Mit seinen Zitaten, Kameraperspektiven und Anspielungen auf einschlägige Action aus Spiel und Film von Karate Kid über Terminator bis hin zu Walking Dead oder Modern Warfare wirkt SR3 wie eine gewaltige Hommage an alles, was auch nur annähernd mit Action zu tun hat – egal aus welcher Epoche und gleichgültig ob auf B-Film-, Blockbuster- oder Serien-Niveau. Eingeleitet werden die Missionen durch zumeist sauber untertitelte Telefon-Dialoge oder Cutscenes (häufig auch in Kombination), bei denen ich mich immer wieder dabei ertappte, lauter zu lachen als eigentlich beabsichtigt. Dabei ist es nicht nur die Qualität der englischen Sprachausgabe, die von Anfang bis Ende nahezu perfekt besetzt wurde (u.a. mit Hulk Hogan als gescheiterter Wrestler Angel), sondern vor allem die inhaltliche Klasse.
A wie Action
Mit Dialogen, die von der Absurdidität eines Tarantino-Skriptes bis hin zur ernsten Leichtigkeit eines Martin Scorsese reichen, ist das Drehbuch filmreif und geizt auch nicht mit Überraschungen. Von Zeit zu Zeit kann man sogar Entscheidungen treffen, so etwa, ob man den Transporter mit Zombiegas ins eigene Hauptquartier karrt und von nun an zombiefizierte Saints zu Hilfe rufen kann oder ob man ihn vernichtet und damit einen permanenten Respekt-Zuwachs bekommt. Doch bis auf die allerletzte Mission, die je nach Entscheidung zu gewaltig unterschiedlichen Enden führt, kann man sie nicht wiederholen, um die „andere“ Auswirkung kennenzulernen, sondern muss eine neue Kampagne starten.

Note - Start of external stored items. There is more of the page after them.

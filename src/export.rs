use std::path::Path;

use serde::{Serialize, de::DeserializeOwned};

use crate::{
    info,
    types::{AlbumRecord, ArtistRecord},
};

/// Persists a table of records as a CSV file.
///
/// An empty table reports "No data to save." and performs no file write at
/// all. Otherwise the file is fully overwritten with a header row (column
/// order follows the record's field declaration order) plus one row per
/// record. Writes are open-write-flush; there is no partial-write recovery.
pub fn save_csv<T: Serialize>(records: &[T], path: &Path) -> Result<(), String> {
    if records.is_empty() {
        info!("No data to save.");
        return Ok(());
    }

    let mut writer = csv::Writer::from_path(path).map_err(|e| e.to_string())?;
    for record in records {
        writer.serialize(record).map_err(|e| e.to_string())?;
    }
    writer.flush().map_err(|e| e.to_string())?;

    Ok(())
}

/// Reads a saved album CSV back into records.
pub fn read_album_csv(path: &Path) -> Result<Vec<AlbumRecord>, String> {
    read_csv(path)
}

/// Reads a saved artist CSV back into records.
pub fn read_artist_csv(path: &Path) -> Result<Vec<ArtistRecord>, String> {
    read_csv(path)
}

fn read_csv<T: DeserializeOwned>(path: &Path) -> Result<Vec<T>, String> {
    let mut reader = csv::Reader::from_path(path).map_err(|e| e.to_string())?;

    let mut records: Vec<T> = Vec::new();
    for row in reader.deserialize() {
        records.push(row.map_err(|e| e.to_string())?);
    }

    Ok(records)
}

Doch auch abseits der Geschichte gibt es wieder haufenweise Aktivitäten, die man erledigen kann. Dass viele davon wie Snatch (Prostituierte abwerben und in den eigenen Stall bringen), Mayhem (richte so viel Schaden an wie möglich) oder Versicherungsbetrug (man muss sich in Autounfälle verwickeln lassen und dabei maximalen Schaden nehmen), stört mich nicht. Denn bei denen, die es von Stilwater nach Steelport geschafft haben handelt es sich um die interessanten Varianten. Außerdem gibt es auch einige neue Gelegenheiten, Geld und Respekt zu verdienen, von denen vor allem die Eskorte und Dr. Genkis S.E.R.C. (steht für Super Ethical Reality Climax) im Gedächtnis bleiben. Bei Ersterem sitzt man à la Hangover mit einem Tiger im Auto und muss versuchen, das Tier durch seine Fahrweise zu besänftigen –was nicht so einfach ist, da das Schmusekätzchen auch gerne mal mit der Tatze ausholt und man kurzzeitig die Kontrolle über das Fahrzeug verliert – was allerdings angesichts der eingangs erwähnten technischen Probleme Nährboden für weiteren Frust liefert.
Respekt, Geld und Spaß
Großen Anteil daran hat die Akustik: Die Qualität der Hauptsprecher wurde schon erwähnt. Doch auch solche Kleinigkeiten wie die Reporterin Jane Valderamma, die stets süffisant und reißerisch das kommentiert, was man in der letzten Mission erlebt hat, sind absolut hörenswert. Ganz zu schweigen von dem grandiosen Soundtrack, der mit seinen Radiostationen nicht nur ein breites Spektrum von Rap über Techno-Elemente bis Rock und die Hits der 80er/90er Jahre anbietet, sondern in entscheidenden Szenen wunderbar auf das Geschehen geschnitten wurde. Kanye Wests „Power“ z.B. passt wie die Faust aufs Auge, wenn man sich aus einem Helikopter stürzt um ein Penthouse als eigene „Crib“ einzunehmen. Und wenn Bonnie Tyler zum Finale „I need a Hero“ schmettert, kommt man gar nicht umhin, als mit einem breiten Grinsen im Gesicht den Turbo zu zünden und auf Rettungsmission durch Steelport zu düsen.
Hör mir zu
Ein zweischneidiges Schwert ist jedoch das KI-System. Dass die eher auf Masse denn auf Taktik setzenden Gegner wie in einem klassischen Actionfilm der 80er Jahre eigentlich nur da sind, um über den Haufen geknallt, gefahren oder geprügelt zu werden, stört mich letztlich weniger. Ich bin in Steelport, um Chaos anzurichten – und je mehr Leichen meinen Weg pflastern, umso besser. Dass allerdings meine Kumpel zu häufig das Zeitliche segnen, weil sie keine Anstalten machen, sich aus dem Kugelhagel hinter eine schützende Mauer zu begeben, ist ärgerlich.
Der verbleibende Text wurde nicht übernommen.